Transcribe the records below line by line, exactly as they read.

───── THE DATA ─────

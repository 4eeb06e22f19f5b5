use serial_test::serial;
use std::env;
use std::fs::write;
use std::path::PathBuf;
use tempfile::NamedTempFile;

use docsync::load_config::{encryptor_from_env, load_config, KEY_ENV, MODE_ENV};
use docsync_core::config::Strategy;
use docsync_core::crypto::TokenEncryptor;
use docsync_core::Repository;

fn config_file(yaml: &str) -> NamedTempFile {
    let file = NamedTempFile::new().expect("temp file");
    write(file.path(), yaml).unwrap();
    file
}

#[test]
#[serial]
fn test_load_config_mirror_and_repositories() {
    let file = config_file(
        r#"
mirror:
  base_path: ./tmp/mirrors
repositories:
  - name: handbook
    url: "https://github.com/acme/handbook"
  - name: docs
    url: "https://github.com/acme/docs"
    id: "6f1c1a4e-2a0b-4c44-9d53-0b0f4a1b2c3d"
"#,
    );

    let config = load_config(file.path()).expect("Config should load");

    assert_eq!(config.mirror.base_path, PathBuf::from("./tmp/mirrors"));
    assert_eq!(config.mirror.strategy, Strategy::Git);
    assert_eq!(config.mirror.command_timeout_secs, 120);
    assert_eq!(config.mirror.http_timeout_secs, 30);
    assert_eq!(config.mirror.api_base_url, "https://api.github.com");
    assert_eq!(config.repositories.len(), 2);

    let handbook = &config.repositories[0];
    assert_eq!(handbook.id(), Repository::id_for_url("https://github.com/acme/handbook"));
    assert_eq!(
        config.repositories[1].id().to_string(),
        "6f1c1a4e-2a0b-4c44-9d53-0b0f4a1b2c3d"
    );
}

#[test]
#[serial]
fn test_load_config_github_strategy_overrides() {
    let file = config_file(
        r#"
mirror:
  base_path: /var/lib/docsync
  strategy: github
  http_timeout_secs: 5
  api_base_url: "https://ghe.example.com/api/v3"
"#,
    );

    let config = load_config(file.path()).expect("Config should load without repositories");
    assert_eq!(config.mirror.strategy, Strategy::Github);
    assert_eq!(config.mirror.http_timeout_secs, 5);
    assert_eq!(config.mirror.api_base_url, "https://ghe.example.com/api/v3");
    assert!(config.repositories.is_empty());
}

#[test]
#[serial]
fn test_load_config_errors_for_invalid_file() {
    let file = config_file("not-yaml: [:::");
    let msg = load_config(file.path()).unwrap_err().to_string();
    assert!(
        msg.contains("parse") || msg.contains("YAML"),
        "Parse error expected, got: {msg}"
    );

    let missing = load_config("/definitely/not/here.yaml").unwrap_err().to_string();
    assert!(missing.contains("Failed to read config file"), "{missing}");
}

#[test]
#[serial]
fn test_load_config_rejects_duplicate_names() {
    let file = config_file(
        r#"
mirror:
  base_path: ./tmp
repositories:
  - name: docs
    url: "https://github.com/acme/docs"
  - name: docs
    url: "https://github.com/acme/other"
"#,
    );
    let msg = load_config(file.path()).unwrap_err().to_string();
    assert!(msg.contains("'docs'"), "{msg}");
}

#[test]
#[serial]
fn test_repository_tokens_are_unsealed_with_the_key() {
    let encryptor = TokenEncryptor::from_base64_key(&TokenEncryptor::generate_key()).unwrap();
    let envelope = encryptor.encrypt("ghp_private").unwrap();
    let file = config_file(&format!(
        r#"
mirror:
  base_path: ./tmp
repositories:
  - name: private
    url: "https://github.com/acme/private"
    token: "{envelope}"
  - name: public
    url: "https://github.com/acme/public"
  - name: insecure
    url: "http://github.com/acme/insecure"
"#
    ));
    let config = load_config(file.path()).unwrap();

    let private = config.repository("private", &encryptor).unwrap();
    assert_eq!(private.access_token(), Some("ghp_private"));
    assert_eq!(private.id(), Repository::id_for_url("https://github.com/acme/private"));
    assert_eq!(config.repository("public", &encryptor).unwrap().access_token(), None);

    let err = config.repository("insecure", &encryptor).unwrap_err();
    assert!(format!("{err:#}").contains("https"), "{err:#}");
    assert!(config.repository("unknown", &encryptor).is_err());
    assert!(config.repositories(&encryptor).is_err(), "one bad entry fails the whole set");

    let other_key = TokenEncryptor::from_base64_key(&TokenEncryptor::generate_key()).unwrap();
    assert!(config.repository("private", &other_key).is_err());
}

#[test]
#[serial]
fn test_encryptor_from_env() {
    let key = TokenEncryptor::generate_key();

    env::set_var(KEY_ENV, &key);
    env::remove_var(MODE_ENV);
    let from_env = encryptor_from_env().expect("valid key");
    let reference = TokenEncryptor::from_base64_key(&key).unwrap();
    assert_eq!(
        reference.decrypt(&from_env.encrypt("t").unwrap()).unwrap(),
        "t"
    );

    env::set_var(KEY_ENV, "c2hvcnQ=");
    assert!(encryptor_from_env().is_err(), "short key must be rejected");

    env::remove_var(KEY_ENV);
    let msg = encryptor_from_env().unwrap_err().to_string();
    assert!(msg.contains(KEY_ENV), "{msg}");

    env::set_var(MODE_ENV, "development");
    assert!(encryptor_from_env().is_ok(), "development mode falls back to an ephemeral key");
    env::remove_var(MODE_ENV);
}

─────

#### RESULT FOR THIS EXERCISE
repository 4eeb06e22f19f5b5
use serial_test::serial;
use std::env;
use std::fs::write;
use std::path::PathBuf;
use tempfile::NamedTempFile;

use docsync::load_config::{encryptor_from_env, load_config, KEY_ENV, MODE_ENV};
use docsync_core::config::Strategy;
use docsync_core::crypto::TokenEncryptor;
use docsync_core::Repository;

fn config_file(yaml: &str) -> NamedTempFile {
    let file = NamedTempFile::new().expect("temp file");
    write(file.path(), yaml).unwrap();
    file
}

#[test]
#[serial]
fn test_load_config_mirror_and_repositories() {
    let file = config_file(
        r#"
mirror:
  base_path: ./tmp/mirrors
repositories:
  - name: handbook
    url: "https://github.com/acme/handbook"
  - name: docs
    url: "https://github.com/acme/docs"
    id: "6f1c1a4e-2a0b-4c44-9d53-0b0f4a1b2c3d"
"#,
    );

    let config = load_config(file.path()).expect("Config should load");

    assert_eq!(config.mirror.base_path, PathBuf::from("./tmp/mirrors"));
    assert_eq!(config.mirror.strategy, Strategy::Git);
    assert_eq!(config.mirror.command_timeout_secs, 120);
    assert_eq!(config.mirror.http_timeout_secs, 30);
    assert_eq!(config.mirror.api_base_url, "https://api.github.com");
    assert_eq!(config.repositories.len(), 2);

    let handbook = &config.repositories[0];
    assert_eq!(handbook.id(), Repository::id_for_url("https://github.com/acme/handbook"));
    assert_eq!(
        config.repositories[1].id().to_string(),
        "6f1c1a4e-2a0b-4c44-9d53-0b0f4a1b2c3d"
    );
}

#[test]
#[serial]
fn test_load_config_github_strategy_overrides() {
    let file = config_file(
        r#"
mirror:
  base_path: /var/lib/docsync
  strategy: github
  http_timeout_secs: 5
  api_base_url: "https://ghe.example.com/api/v3"
"#,
    );

    let config = load_config(file.path()).expect("Config should load without repositories");
    assert_eq!(config.mirror.strategy, Strategy::Github);
    assert_eq!(config.mirror.http_timeout_secs, 5);
    assert_eq!(config.mirror.api_base_url, "https://ghe.example.com/api/v3");
    assert!(config.repositories.is_empty());
}

#[test]
#[serial]
fn test_load_config_errors_for_invalid_file() {
    let file = config_file("not-yaml: [:::");
    let msg = load_config(file.path()).unwrap_err().to_string();
    assert!(
        msg.contains("parse") || msg.contains("YAML"),
        "Parse error expected, got: {msg}"
    );

    let missing = load_config("/definitely/not/here.yaml").unwrap_err().to_string();
    assert!(missing.contains("Failed to read config file"), "{missing}");
}

#[test]
#[serial]
fn test_load_config_rejects_duplicate_names() {
    let file = config_file(
        r#"
mirror:
  base_path: ./tmp
repositories:
  - name: docs
    url: "https://github.com/acme/docs"
  - name: docs
    url: "https://github.com/acme/other"
"#,
    );
    let msg = load_config(file.path()).unwrap_err().to_string();
    assert!(msg.contains("'docs'"), "{msg}");
}

#[test]
#[serial]
fn test_repository_tokens_are_unsealed_with_the_key() {
    let encryptor = TokenEncryptor::from_base64_key(&TokenEncryptor::generate_key()).unwrap();
    let envelope = encryptor.encrypt("ghp_private").unwrap();
    let file = config_file(&format!(
        r#"
mirror:
  base_path: ./tmp
repositories:
  - name: private
    url: "https://github.com/acme/private"
    token: "{envelope}"
  - name: public
    url: "https://github.com/acme/public"
  - name: insecure
    url: "http://github.com/acme/insecure"
"#
    ));
    let config = load_config(file.path()).unwrap();

    let private = config.repository("private", &encryptor).unwrap();
    assert_eq!(private.access_token(), Some("ghp_private"));
    assert_eq!(private.id(), Repository::id_for_url("https://github.com/acme/private"));
    assert_eq!(config.repository("public", &encryptor).unwrap().access_token(), None);

    let err = config.repository("insecure", &encryptor).unwrap_err();
    assert!(format!("{err:#}").contains("https"), "{err:#}");
    assert!(config.repository("unknown", &encryptor).is_err());
    assert!(config.repositories(&encryptor).is_err(), "one bad entry fails the whole set");

    let other_key = TokenEncryptor::from_base64_key(&TokenEncryptor::generate_key()).unwrap();
    assert!(config.repository("private", &other_key).is_err());
}

#[test]
#[serial]
fn test_encryptor_from_env() {
    let key = TokenEncryptor::generate_key();

    env::set_var(KEY_ENV, &key);
    env::remove_var(MODE_ENV);
    let from_env = encryptor_from_env().expect("valid key");
    let reference = TokenEncryptor::from_base64_key(&key).unwrap();
    assert_eq!(
        reference.decrypt(&from_env.encrypt("t").unwrap()).unwrap(),
        "t"
    );

    env::set_var(KEY_ENV, "c2hvcnQ=");
    assert!(encryptor_from_env().is_err(), "short key must be rejected");

    env::remove_var(KEY_ENV);
    let msg = encryptor_from_env().unwrap_err().to_string();
    assert!(msg.contains(KEY_ENV), "{msg}");

    env::set_var(MODE_ENV, "development");
    assert!(encryptor_from_env().is_ok(), "development mode falls back to an ephemeral key");
    env::remove_var(MODE_ENV);
}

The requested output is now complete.